By day, Duncan Prahl works for a green building company. But by night, he is an artiste, setting up strange tableaux of toy plastic animals on bartops across the nation, which are recorded for posterity at www.baranimals.com. Recently, he became a collected artist when someone bought a Bar Animals photo at Lawrenceville's Art All Night. In Pittsburgh, Prahl is often found at Kelly's in East Liberty.
How did you get into this, carrying around two cases of toy animals?
What kind of bait?
What kind of people bait?
How many times have you sat down at a bar by yourself, ordered a beer, and kind of wondered, "What sort of thing would I need in front of me, in addition to my beer, which everyone else [already] has, to foster some sort of social interaction?"
I don't know, maybe six?
No, six times, I've wondered that. Other times, I try to keep annoying men away.
That's because you're a girl. Sorry, a female. But I have the same compulsion. ... I aspire to a more eclectic genre of individual.
Didn't it all start out with a yo-yo?
I hate to admit it, but yes, yes it did. That became one of the fundamental questions, does a yo-yo go up and down, or down and up?
Right, down and up.
So Kelly's was opening and the publicist had plastic monkeys that she was giving out. And in some months -- you see what's up on the server's station -- we made one of the first Bar Animals set-ups.
Where did you get the toys?
I brought a couple, other people brought them. Kind of a collaborative menagerie. I found out I could buy really tiny pigs from Paper Mart for 15 cents each. One pig is cute, but if you've got 10 of 'em ...
Not only supercute, but if you have 10 plus something else, you can make a statement. There were a lot of plastic animals that had no relation to each other, but when you put them together it started becoming stranger and stranger, or more and more profound, or just sicker and sicker.

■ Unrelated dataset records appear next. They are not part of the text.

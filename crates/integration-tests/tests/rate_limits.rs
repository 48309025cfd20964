use chrono::Duration;
use domains::{CollectionName, ModeratorActionType, VoteError, VoteType};
use integration_tests::Harness;
use prometheus_client::registry::Registry;
use services::metrics::OutcomeLabels;
use services::rate_limit::{Consequence, Threshold, UserScope, VoteClass};
use services::{VoteMetrics, VoteRateLimitRule, VoteRequest, VotingConfig};

fn daily_cap(threshold: usize) -> VoteRateLimitRule {
    VoteRateLimitRule {
        threshold: Threshold::Fixed(threshold),
        window_minutes: Some(24 * 60),
        class: VoteClass::All,
        scope: UserScope::AllUsers,
        consequences: vec![Consequence::DenyThisVote],
        message: "daily cap".to_string(),
    }
}

#[tokio::test]
async fn test_threshold_vote_is_denied() {
    let h = Harness::builder().rules(vec![daily_cap(30)]).build();
    let voter = h.user(0).await;

    for _ in 0..29 {
        let author = h.user(0).await;
        let post = h.post(author.id).await;
        h.clock.advance(Duration::minutes(1));
        h.vote(&voter, &post, VoteType::SmallUpvote).await.unwrap();
    }

    let author = h.user(0).await;
    let post = h.post(author.id).await;
    let err = h.vote(&voter, &post, VoteType::SmallUpvote).await.unwrap_err();
    assert!(matches!(err, VoteError::RateLimitExceeded(ref message) if message == "daily cap"));
    assert!(h.live_votes(&post, &voter).await.is_empty());
    assert_eq!(h.karma(&author).await, 0);
}

#[tokio::test]
async fn test_votes_outside_the_window_do_not_count() {
    let h = Harness::builder().rules(vec![daily_cap(3)]).build();
    let voter = h.user(0).await;
    let author = h.user(0).await;

    for _ in 0..2 {
        let post = h.post(author.id).await;
        h.vote(&voter, &post, VoteType::SmallUpvote).await.unwrap();
    }
    h.clock.advance(Duration::hours(25));

    let post = h.post(author.id).await;
    h.vote(&voter, &post, VoteType::SmallUpvote).await.unwrap();
}

#[tokio::test]
async fn test_per_minute_burst_is_denied_then_recovers() {
    let h = Harness::new();
    let voter = h.user(0).await;
    let author = h.user(0).await;

    for _ in 0..9 {
        let post = h.post(author.id).await;
        h.vote(&voter, &post, VoteType::SmallUpvote).await.unwrap();
    }
    let post = h.post(author.id).await;
    let err = h.vote(&voter, &post, VoteType::SmallUpvote).await.unwrap_err();
    assert!(matches!(err, VoteError::RateLimitExceeded(ref message) if message == "too many votes in one minute"));

    h.clock.advance(Duration::minutes(2));
    h.vote(&voter, &post, VoteType::SmallUpvote).await.unwrap();
}

#[tokio::test]
async fn test_strong_votes_have_a_tighter_budget() {
    let h = Harness::new();
    let voter = h.user(100).await;

    for _ in 0..4 {
        let author = h.user(0).await;
        let post = h.post(author.id).await;
        h.vote(&voter, &post, VoteType::BigUpvote).await.unwrap();
    }
    let author = h.user(0).await;
    let post = h.post(author.id).await;
    let err = h.vote(&voter, &post, VoteType::BigUpvote).await.unwrap_err();
    assert!(matches!(err, VoteError::RateLimitExceeded(ref message) if message == "too many strong-votes in one minute"));

    // small votes still fit under the general per-minute rule
    h.vote(&voter, &post, VoteType::SmallUpvote).await.unwrap();
}

#[tokio::test]
async fn test_targeted_downvoting_warns_once_then_flags() {
    let h = Harness::new();
    let voter = h.user(0).await;
    let target = h.user(0).await;

    let mut warnings = Vec::new();
    for _ in 0..10 {
        let post = h.post(target.id).await;
        h.clock.advance(Duration::seconds(61));
        let outcome = h.vote(&voter, &post, VoteType::SmallDownvote).await.unwrap();
        warnings.push(outcome.show_voting_pattern_warning);
    }

    assert_eq!(warnings.iter().filter(|w| **w).count(), 1);
    assert!(warnings[6]);
    let delivered: Vec<_> = h
        .store
        .moderator_actions(voter.id)
        .into_iter()
        .filter(|r| r.action_type == ModeratorActionType::VotingPatternWarningDelivered)
        .collect();
    assert_eq!(delivered.len(), 1);
    assert!(h.wait_for_action(&voter, ModeratorActionType::PotentialTargetedDownvoting).await);
}

#[tokio::test]
async fn test_warning_is_delivered_again_after_cooldown() {
    let h = Harness::new();
    let voter = h.user(0).await;
    let target = h.user(0).await;

    for _ in 0..7 {
        let post = h.post(target.id).await;
        h.clock.advance(Duration::seconds(61));
        h.vote(&voter, &post, VoteType::SmallDownvote).await.unwrap();
    }
    h.clock.advance(Duration::minutes(61));

    let post = h.post(target.id).await;
    let outcome = h.vote(&voter, &post, VoteType::SmallDownvote).await.unwrap();
    assert!(outcome.show_voting_pattern_warning);
}

#[tokio::test]
async fn test_warning_survives_a_failed_cast() {
    let warn_on_downvotes = VoteRateLimitRule {
        threshold: Threshold::Fixed(1),
        window_minutes: Some(60),
        class: VoteClass::OnlyDown,
        scope: UserScope::AllUsers,
        consequences: vec![Consequence::WarningPopup],
        message: "slow down".to_string(),
    };
    let h = Harness::builder().rules(vec![warn_on_downvotes]).build();
    let voter = h.user(0).await;
    let author = h.user(0).await;
    let post = h.post(author.id).await;
    let comment = h.comment(author.id, post.id).await;

    h.hooks.fail_automod(true);
    assert!(h.vote(&voter, &comment, VoteType::SmallDownvote).await.is_err());
    assert!(h.store.moderator_actions(voter.id).is_empty());

    h.hooks.fail_automod(false);
    let outcome = h.vote(&voter, &comment, VoteType::SmallDownvote).await.unwrap();
    assert!(outcome.show_voting_pattern_warning);
    let delivered = h
        .store
        .moderator_actions(voter.id)
        .into_iter()
        .filter(|r| r.action_type == ModeratorActionType::VotingPatternWarningDelivered)
        .count();
    assert_eq!(delivered, 1);
}

#[tokio::test]
async fn test_downvotes_on_one_authors_comments_within_a_post() {
    let h = Harness::new();
    let voter = h.user(0).await;
    let commenter = h.user(0).await;
    let bystander = h.user(0).await;
    let post = h.post(bystander.id).await;

    for _ in 0..2 {
        let comment = h.comment(commenter.id, post.id).await;
        h.vote(&voter, &comment, VoteType::SmallDownvote).await.unwrap();
    }

    // another author's comment on the same post is unaffected
    let other = h.comment(bystander.id, post.id).await;
    h.vote(&voter, &other, VoteType::SmallDownvote).await.unwrap();

    let comment = h.comment(commenter.id, post.id).await;
    let err = h.vote(&voter, &comment, VoteType::SmallDownvote).await.unwrap_err();
    assert!(matches!(
        err,
        VoteError::RateLimitExceeded(ref message)
            if message == "too many downvotes on one user's comments on this post"
    ));

    // the post-scoped rule never applies to the post itself
    h.clock.advance(Duration::minutes(2));
    let commenters_post = h.post(commenter.id).await;
    h.vote(&voter, &commenters_post, VoteType::SmallDownvote).await.unwrap();
}

#[tokio::test]
async fn test_exempt_votes_skip_rate_limits() {
    let h = Harness::builder().rules(vec![daily_cap(1)]).build();
    let author = h.user(0).await;
    let admin = h.admin().await;
    let voter = h.user(0).await;

    for _ in 0..3 {
        let post = h.post(author.id).await;
        h.vote(&admin, &post, VoteType::SmallUpvote).await.unwrap();
        h.vote(&author, &post, VoteType::SmallUpvote).await.unwrap();
        h.service
            .perform_vote(
                VoteRequest::new(CollectionName::Posts, post.id, voter.id, VoteType::SmallUpvote).skip_rate_limits(),
            )
            .await
            .unwrap();
    }
}

#[tokio::test]
async fn test_rate_limits_can_be_disabled() {
    let config = VotingConfig {
        rate_limits_enabled: false,
        ..VotingConfig::default()
    };
    let h = Harness::builder().config(config).rules(vec![daily_cap(1)]).build();
    let voter = h.user(0).await;
    let author = h.user(0).await;

    for _ in 0..3 {
        let post = h.post(author.id).await;
        h.vote(&voter, &post, VoteType::SmallUpvote).await.unwrap();
    }
}

#[tokio::test]
async fn test_denials_are_counted() {
    let mut registry = Registry::default();
    let metrics = VoteMetrics::register(&mut registry);
    let h = Harness::builder().rules(vec![daily_cap(2)]).build();
    let h = Harness {
        service: h.service.with_metrics(metrics.clone()),
        ..h
    };
    let voter = h.user(0).await;
    let author = h.user(0).await;

    let first = h.post(author.id).await;
    let second = h.post(author.id).await;
    h.vote(&voter, &first, VoteType::SmallUpvote).await.unwrap();
    assert!(h.vote(&voter, &second, VoteType::SmallUpvote).await.is_err());

    let denied = metrics
        .rate_limit
        .get_or_create(&OutcomeLabels {
            outcome: "deny".to_string(),
        })
        .get();
    assert_eq!(denied, 1);
}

So it's a means to an end.
My formal college training is in art and design. And most of what I do right now is highly technical ... and it doesn't allow me to explore the twisted, creative and perhaps exploitative nature of pushing the person next to me, who's sitting at the bar and who just came in to have a drink, to experience something that's not anywhere near what they were expecting. It's not like I have a "bar" in a gallery, where people can say, "Oh, it's art!"

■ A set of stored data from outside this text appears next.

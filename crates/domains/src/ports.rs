//! # Ports
//!
//! Contracts the voting engine consumes. Storage adapters implement the
//! repository ports; the host application supplies authorization and hooks.

use async_trait::async_trait;
use chrono::{DateTime, Utc};
use uuid::Uuid;

use crate::models::{
    CollectionName, CounterDirection, DocumentId, DocumentScores, KarmaChange,
    ModeratorActionType, ScoreMilestones, User, UserId, Vote, VoteType, VoteableDocument,
};

/// Read access to voteable documents, plus the score refresh writes that run
/// outside vote transactions.
#[cfg_attr(any(test, feature = "testing"), mockall::automock)]
#[async_trait]
pub trait DocumentRepo: Send + Sync {
    async fn get_voteable_document(
        &self,
        collection: CollectionName,
        id: DocumentId,
    ) -> anyhow::Result<Option<VoteableDocument>>;

    /// Dated documents not yet marked inactive.
    async fn list_active_dated_documents(
        &self,
        collection: CollectionName,
    ) -> anyhow::Result<Vec<VoteableDocument>>;

    async fn update_decayed_score(
        &self,
        collection: CollectionName,
        id: DocumentId,
        score: f64,
        inactive: bool,
    ) -> anyhow::Result<()>;
}

#[cfg_attr(any(test, feature = "testing"), mockall::automock)]
#[async_trait]
pub trait UserRepo: Send + Sync {
    async fn get_user(&self, id: UserId) -> anyhow::Result<Option<User>>;

    /// Primary author and coauthors of a document.
    async fn fetch_document_authors(&self, document: &VoteableDocument) -> anyhow::Result<Vec<User>>;
}

/// Vote history queries. All of them return only non-cancelled votes.
#[cfg_attr(any(test, feature = "testing"), mockall::automock)]
#[async_trait]
pub trait VoteReader: Send + Sync {
    async fn canonical_vote(
        &self,
        collection: CollectionName,
        document_id: DocumentId,
        user_id: UserId,
    ) -> anyhow::Result<Option<Vote>>;

    async fn recent_votes_by_user(
        &self,
        user_id: UserId,
        since: DateTime<Utc>,
    ) -> anyhow::Result<Vec<Vote>>;

    /// The user's votes on comments belonging to `post_id`, all time.
    async fn votes_on_post_comments(
        &self,
        user_id: UserId,
        post_id: DocumentId,
    ) -> anyhow::Result<Vec<Vote>>;

    async fn live_votes_by_user(&self, user_id: UserId) -> anyhow::Result<Vec<Vote>>;

    async fn live_votes_on_document(
        &self,
        collection: CollectionName,
        document_id: DocumentId,
    ) -> anyhow::Result<Vec<Vote>>;
}

/// Opens write transactions.
#[async_trait]
pub trait VoteStore: Send + Sync {
    async fn begin(&self) -> anyhow::Result<Box<dyn VoteTransaction>>;
}

/// One atomic unit of vote mutations. Dropping it without `commit` rolls back.
#[async_trait]
pub trait VoteTransaction: Send {
    async fn insert_vote(&mut self, vote: &Vote) -> anyhow::Result<()>;

    /// Non-cancelled votes for the pair, oldest first.
    async fn live_votes(
        &mut self,
        collection: CollectionName,
        document_id: DocumentId,
        user_id: UserId,
    ) -> anyhow::Result<Vec<Vote>>;

    async fn active_votes_for_document(
        &mut self,
        collection: CollectionName,
        document_id: DocumentId,
    ) -> anyhow::Result<Vec<Vote>>;

    /// Flips `cancelled` from false to true. Returns false when the vote was
    /// already cancelled, in which case nothing changed.
    async fn try_cancel_vote(&mut self, vote_id: Uuid) -> anyhow::Result<bool>;

    async fn load_document(
        &mut self,
        collection: CollectionName,
        id: DocumentId,
    ) -> anyhow::Result<Option<VoteableDocument>>;

    async fn write_document_scores(
        &mut self,
        collection: CollectionName,
        id: DocumentId,
        scores: &DocumentScores,
    ) -> anyhow::Result<()>;

    async fn write_post_milestones(
        &mut self,
        post_id: DocumentId,
        max_base_score: i64,
        milestones: &ScoreMilestones,
    ) -> anyhow::Result<()>;

    /// Adds `delta` to each user's karma in one batch.
    async fn adjust_karma(&mut self, user_ids: &[UserId], delta: i64) -> anyhow::Result<Vec<KarmaChange>>;

    async fn add_user_group(&mut self, user_id: UserId, group: &str) -> anyhow::Result<()>;

    async fn adjust_vote_counters(
        &mut self,
        user_ids: &[UserId],
        direction: CounterDirection,
        vote_type: VoteType,
        amount: i64,
    ) -> anyhow::Result<()>;

    async fn commit(self: Box<Self>) -> anyhow::Result<()>;
}

/// Audit trail sink for rate-limit consequences.
#[cfg_attr(any(test, feature = "testing"), mockall::automock)]
#[async_trait]
pub trait ModerationLog: Send + Sync {
    async fn create_moderator_action(
        &self,
        user_id: UserId,
        action_type: ModeratorActionType,
    ) -> anyhow::Result<()>;

    async fn has_recent_action(
        &self,
        user_id: UserId,
        action_type: ModeratorActionType,
        since: DateTime<Utc>,
    ) -> anyhow::Result<bool>;
}

#[cfg_attr(any(test, feature = "testing"), mockall::automock)]
pub trait Authorizer: Send + Sync {
    fn user_can_do(&self, user: &User, action: &str) -> bool;
}

/// Notifications fired after successful votes.
#[cfg_attr(any(test, feature = "testing"), mockall::automock)]
#[async_trait]
pub trait VoteHooks: Send + Sync {
    /// Runs inside the vote transaction for votes on comments.
    async fn comment_automod(&self, comment: &VoteableDocument, vote: &Vote) -> anyhow::Result<()>;

    /// Best-effort, after commit.
    async fn resync_search_index(
        &self,
        collection: CollectionName,
        id: DocumentId,
    ) -> anyhow::Result<()>;
}

#[cfg_attr(any(test, feature = "testing"), mockall::automock)]
#[async_trait]
pub trait KarmaNotifier: Send + Sync {
    async fn karma_threshold_crossed(
        &self,
        user_id: UserId,
        old_karma: i64,
        new_karma: i64,
    ) -> anyhow::Result<()>;
}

So these are a sort of a performance art, like Karen Finley and the yams.
I take a picture at the end, but that's not itself the goal. It's more of a performance-art piece, in the setting up of the animals and interacting with the patrons of the bar.
So you're going for the perfect provocation?
At a bar in upstate New York, I'd set up a bunch of animals and this guy starts asking questions, I start explaining, and he got very offended with the fact that the wolf was mounting the doe, and that there was a caution sign saying "Do Not Cross," and the buck was on the other side. I thought it was like the Peter Sellers movie, Being There, and the buck, he "liked to watch." But the guy said, "Buddy, you're just a sick m---f---!" The more he looked at it and thought about it, the more [upset] he became. "I'm gonna punch you in the head if you don't get the f--- outta here ..." I said, "OK! That's fine! I'm gone!"
He probably felt a special connection to deer.
Could be. There's a lot of hunting up there.
Do your plastic animals often involve some sort of sexual theme? Because when I walked up you had the frog mounting the, what is it, the stegosaurus?
I guess I would say, probably, yes.
I don't know. I guess you have to look at my art and find out.